—Existe una beca nacional. Solo 15 estudiantes la ganan cada año. Cubre todo, manutención, intercambio académico y acceso a universidades asociadas.
Leí el nombre en silencio: Fundación Quetzal.
—Y la mejor becaria —agregó— da el discurso final en la universidad sede.
Sentí que el mundo se detenía.
Porque la sede de ese año era la misma universidad privada donde Mariana estudiaba con el dinero que a mí me negaron.
PARTE 2
La profesora Robles no me trató como víctima. Me trató como candidata. Eso me salvó. Me exigió más que nadie. Me devolvía ensayos llenos de marcas rojas, me hacía repetir exposiciones, me obligaba a hablar sin agachar la mirada. “Si tú no defiendes tu lugar, alguien con menos mérito lo ocupará sin pedir perdón”, me decía.
Durante 3 años viví al límite. Trabajé en cafeterías, di asesorías a alumnos de preparatoria, capturé datos para un despacho contable y limpié consultorios los fines de semana. Hubo días en que me bañaba con agua fría porque el boiler de la casa rentada no servía. Hubo meses en que elegía entre imprimir lecturas o comprar fruta.
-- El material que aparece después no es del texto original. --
//! Built-in boolean expression evaluator for condition nodes
//!
//! Condition nodes evaluate expressions like `x > 3 && status == "ok"`
//! against a context assembled from the node's inputs and upstream
//! outputs. Deployments can plug their own evaluator through the
//! `CONDITION_EVALUATION_SERVICE` key; this module is the fallback used
//! when none is registered.
//!
//! Supported surface:
//!
//! - literals: numbers, `"strings"`, `true`, `false`, `null`
//! - variables: bare identifiers and `{{name}}` template references
//! - comparisons: `==`, `!=`, `===`, `!==`, `>`, `>=`, `<`, `<=`
//! - boolean operators: `&&`/`and`, `||`/`or`, `!`/`not`, parentheses
//!
//! Unknown variables resolve to `null`. Evaluation never panics; a
//! malformed expression yields an error the condition handler maps to a
//! `false` result with diagnostics.

use crate::error::{DiagramError, Result};
use crate::ports::ConditionEvaluator;
use async_trait::async_trait;
use regex::Regex;
use serde_json::Value;
use std::sync::OnceLock;

/// Fallback [`ConditionEvaluator`] with no external dependencies.
pub struct BasicConditionEvaluator;

#[async_trait]
impl ConditionEvaluator for BasicConditionEvaluator {
    async fn evaluate(&self, expression: &str, context: &Value) -> Result<bool> {
        evaluate_expression(expression, context)
    }
}

/// Evaluate a boolean expression against a JSON context object.
pub fn evaluate_expression(expression: &str, context: &Value) -> Result<bool> {
    // `{{name}}` template references are plain variable lookups.
    static TEMPLATE: OnceLock<Regex> = OnceLock::new();
    let template = TEMPLATE.get_or_init(|| Regex::new(r"\{\{\s*(\w+)\s*\}\}").unwrap());
    let normalized = template.replace_all(expression, "$1");

    let tokens = tokenize(&normalized)
        .map_err(|e| DiagramError::Validation(format!("invalid condition '{expression}': {e}")))?;
    let mut parser = Parser {
        tokens,
        position: 0,
        context,
    };
    let value = parser.parse_or()?;
    if parser.position != parser.tokens.len() {
        return Err(DiagramError::Validation(format!(
            "invalid condition '{expression}': unexpected trailing tokens"
        )));
    }
    Ok(truthy(&value))
}

#[derive(Debug, Clone, PartialEq)]
enum Token {
    Number(f64),
    Str(String),
    Ident(String),
    Op(String),
    LParen,
    RParen,
}

fn tokenize(input: &str) -> std::result::Result<Vec<Token>, String> {
    let mut tokens = Vec::new();
    let chars: Vec<char> = input.chars().collect();
    let mut i = 0;

    while i < chars.len() {
        let c = chars[i];
        match c {
            ' ' | '\t' | '\n' | '\r' => i += 1,
            '(' => {
                tokens.push(Token::LParen);
                i += 1;
            }
            ')' => {
                tokens.push(Token::RParen);
                i += 1;
            }
            '"' | '\'' => {
                let quote = c;
                let mut value = String::new();
                i += 1;
                while i < chars.len() && chars[i] != quote {
                    value.push(chars[i]);
                    i += 1;
                }
                if i >= chars.len() {
                    return Err("unterminated string literal".into());
                }
                i += 1; // closing quote
                tokens.push(Token::Str(value));
            }
            '=' | '!' | '<' | '>' | '&' | '|' => {
                // Longest-match against the known operator set.
                const OPS: [&str; 11] = [
                    "===", "!==", "==", "!=", "<=", ">=", "&&", "||", "<", ">", "!",
                ];
                let rest: String = chars[i..].iter().take(3).collect();
                let matched = OPS.iter().find(|op| rest.starts_with(**op));
                match matched {
                    Some(op) => {
                        tokens.push(Token::Op((*op).to_string()));
                        i += op.len();
                    }
                    None => return Err(format!("unknown operator starting at '{rest}'")),
                }
            }
            c if c.is_ascii_digit() || c == '-' || c == '.' => {
                let mut literal = String::new();
                literal.push(c);
                i += 1;
                while i < chars.len() && (chars[i].is_ascii_digit() || chars[i] == '.') {
                    literal.push(chars[i]);
                    i += 1;
                }
                let number = literal
                    .parse::<f64>()
                    .map_err(|_| format!("invalid number '{literal}'"))?;
                tokens.push(Token::Number(number));
            }
            c if c.is_alphabetic() || c == '_' => {
                let mut ident = String::new();
                while i < chars.len() && (chars[i].is_alphanumeric() || chars[i] == '_') {
                    ident.push(chars[i]);
                    i += 1;
                }
                match ident.as_str() {
                    "and" => tokens.push(Token::Op("&&".into())),
                    "or" => tokens.push(Token::Op("||".into())),
                    "not" => tokens.push(Token::Op("!".into())),
                    _ => tokens.push(Token::Ident(ident)),
                }
            }
            other => return Err(format!("unexpected character '{other}'")),
        }
    }

    Ok(tokens)
}

struct Parser<'a> {
    tokens: Vec<Token>,
    position: usize,
    context: &'a Value,
}

impl Parser<'_> {
    fn peek(&self) -> Option<&Token> {
        self.tokens.get(self.position)
    }

    fn eat_op(&mut self, ops: &[&str]) -> Option<String> {
        if let Some(Token::Op(op)) = self.peek() {
            if ops.contains(&op.as_str()) {
                let op = op.clone();
                self.position += 1;
                return Some(op);
            }
        }
        None
    }

    fn parse_or(&mut self) -> Result<Value> {
        let mut left = self.parse_and()?;
        while self.eat_op(&["||"]).is_some() {
            let right = self.parse_and()?;
            left = Value::Bool(truthy(&left) || truthy(&right));
        }
        Ok(left)
    }

    fn parse_and(&mut self) -> Result<Value> {
        let mut left = self.parse_not()?;
        while self.eat_op(&["&&"]).is_some() {
            let right = self.parse_not()?;
            left = Value::Bool(truthy(&left) && truthy(&right));
        }
        Ok(left)
    }

    fn parse_not(&mut self) -> Result<Value> {
        if self.eat_op(&["!"]).is_some() {
            let value = self.parse_not()?;
            return Ok(Value::Bool(!truthy(&value)));
        }
        self.parse_comparison()
    }

    fn parse_comparison(&mut self) -> Result<Value> {
        let left = self.parse_term()?;
        let Some(op) = self.eat_op(&["==", "===", "!=", "!==", ">=", "<=", ">", "<"]) else {
            return Ok(left);
        };
        let right = self.parse_term()?;

        let result = match op.as_str() {
            "==" | "===" => values_equal(&left, &right),
            "!=" | "!==" => !values_equal(&left, &right),
            op => {
                let (Some(a), Some(b)) = (as_number(&left), as_number(&right)) else {
                    // Ordering on non-numbers falls back to string compare.
                    let a = value_to_string(&left);
                    let b = value_to_string(&right);
                    return Ok(Value::Bool(match op {
                        ">" => a > b,
                        ">=" => a >= b,
                        "<" => a < b,
                        "<=" => a <= b,
                        _ => unreachable!(),
                    }));
                };
                match op {
                    ">" => a > b,
                    ">=" => a >= b,
                    "<" => a < b,
                    "<=" => a <= b,
                    _ => unreachable!(),
                }
            }
        };
        Ok(Value::Bool(result))
    }

    fn parse_term(&mut self) -> Result<Value> {
        match self.peek().cloned() {
            Some(Token::Number(n)) => {
                self.position += 1;
                Ok(serde_json::Number::from_f64(n)
                    .map(Value::Number)
                    .unwrap_or(Value::Null))
            }
            Some(Token::Str(s)) => {
                self.position += 1;
                Ok(Value::String(s))
            }
            Some(Token::Ident(name)) => {
                self.position += 1;
                Ok(match name.as_str() {
                    "true" => Value::Bool(true),
                    "false" => Value::Bool(false),
                    "null" | "None" => Value::Null,
                    _ => self
                        .context
                        .get(&name)
                        .cloned()
                        .unwrap_or(Value::Null),
                })
            }
            Some(Token::LParen) => {
                self.position += 1;
                let value = self.parse_or()?;
                match self.peek() {
                    Some(Token::RParen) => {
                        self.position += 1;
                        Ok(value)
                    }
                    _ => Err(DiagramError::Validation(
                        "invalid condition: missing closing parenthesis".into(),
                    )),
                }
            }
            other => Err(DiagramError::Validation(format!(
                "invalid condition: unexpected token {other:?}"
            ))),
        }
    }
}

fn truthy(value: &Value) -> bool {
    match value {
        Value::Null => false,
        Value::Bool(b) => *b,
        Value::Number(n) => n.as_f64().map(|f| f != 0.0).unwrap_or(false),
        Value::String(s) => !s.is_empty(),
        Value::Array(a) => !a.is_empty(),
        Value::Object(o) => !o.is_empty(),
    }
}

fn as_number(value: &Value) -> Option<f64> {
    value.as_f64()
}

fn values_equal(a: &Value, b: &Value) -> bool {
    match (as_number(a), as_number(b)) {
        (Some(x), Some(y)) => x == y,
        _ => a == b,
    }
}

fn value_to_string(value: &Value) -> String {
    match value {
        Value::String(s) => s.clone(),
        other => other.to_string(),
    }
}

#[cfg(test)]
mod tests {
    use super::*;
    use serde_json::json;

    fn eval(expr: &str, ctx: Value) -> bool {
        evaluate_expression(expr, &ctx).unwrap()
    }

    #[test]
    fn test_numeric_comparison() {
        assert!(eval("x > 3", json!({"x": 5})));
        assert!(!eval("x > 3", json!({"x": 2})));
        assert!(eval("x >= 5 && x <= 5", json!({"x": 5})));
    }

    #[test]
    fn test_string_equality_and_js_operators() {
        assert!(eval("status === \"ok\"", json!({"status": "ok"})));
        assert!(eval("status !== 'bad'", json!({"status": "ok"})));
    }

    #[test]
    fn test_boolean_connectives() {
        let ctx = json!({"a": 1, "b": 0});
        assert!(eval("a && !b", ctx.clone()));
        assert!(eval("b || a", ctx.clone()));
        assert!(eval("a and not b", ctx.clone()));
        assert!(!eval("a and b", ctx));
    }

    #[test]
    fn test_template_variable_syntax() {
        assert!(eval("{{count}} == 3", json!({"count": 3})));
    }

    #[test]
    fn test_unknown_variable_is_null() {
        assert!(!eval("missing", json!({})));
        assert!(eval("missing == null", json!({})));
    }

    #[test]
    fn test_parentheses_and_precedence() {
        let ctx = json!({"a": 1, "b": 0, "c": 1});
        assert!(eval("a && (b || c)", ctx.clone()));
        // && binds tighter than ||
        assert!(eval("b && c || a", ctx));
    }

    #[test]
    fn test_bare_literals() {
        assert!(eval("true", json!({})));
        assert!(!eval("false", json!({})));
        assert!(eval("1 < 2", json!({})));
    }

    #[test]
    fn test_malformed_expression_errors() {
        assert!(evaluate_expression("x >", &json!({"x": 1})).is_err());
        assert!(evaluate_expression("(x", &json!({"x": 1})).is_err());
        assert!(evaluate_expression("x ~ 1", &json!({"x": 1})).is_err());
    }
}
Aun así, mi promedio subió hasta quedar entre los mejores de la generación.
Mientras tanto, Mariana subía historias desde Polanco, Coyoacán, conciertos, cenas con compañeros, viajes a Valle de Bravo. Mis papás comentaban todo con corazones y frases orgullosas. A mí me mandaban mensajes cortos: “¿Todo bien?” “Échale ganas.” “No te olvides de llamar a tu abuela.”
Nunca preguntaron cómo pagaba la renta. Nunca preguntaron si comía. Nunca preguntaron si necesitaba ayuda.
Cuando la Fundación Quetzal abrió la convocatoria, la profesora Robles me acompañó en cada paso. Fueron ensayos, entrevistas, pruebas, cartas de recomendación y una revisión completa de mi historia académica. La entrevista final fue en Ciudad de México. Viajé 7 horas en autobús con un saco prestado y unos zapatos que me lastimaban los talones.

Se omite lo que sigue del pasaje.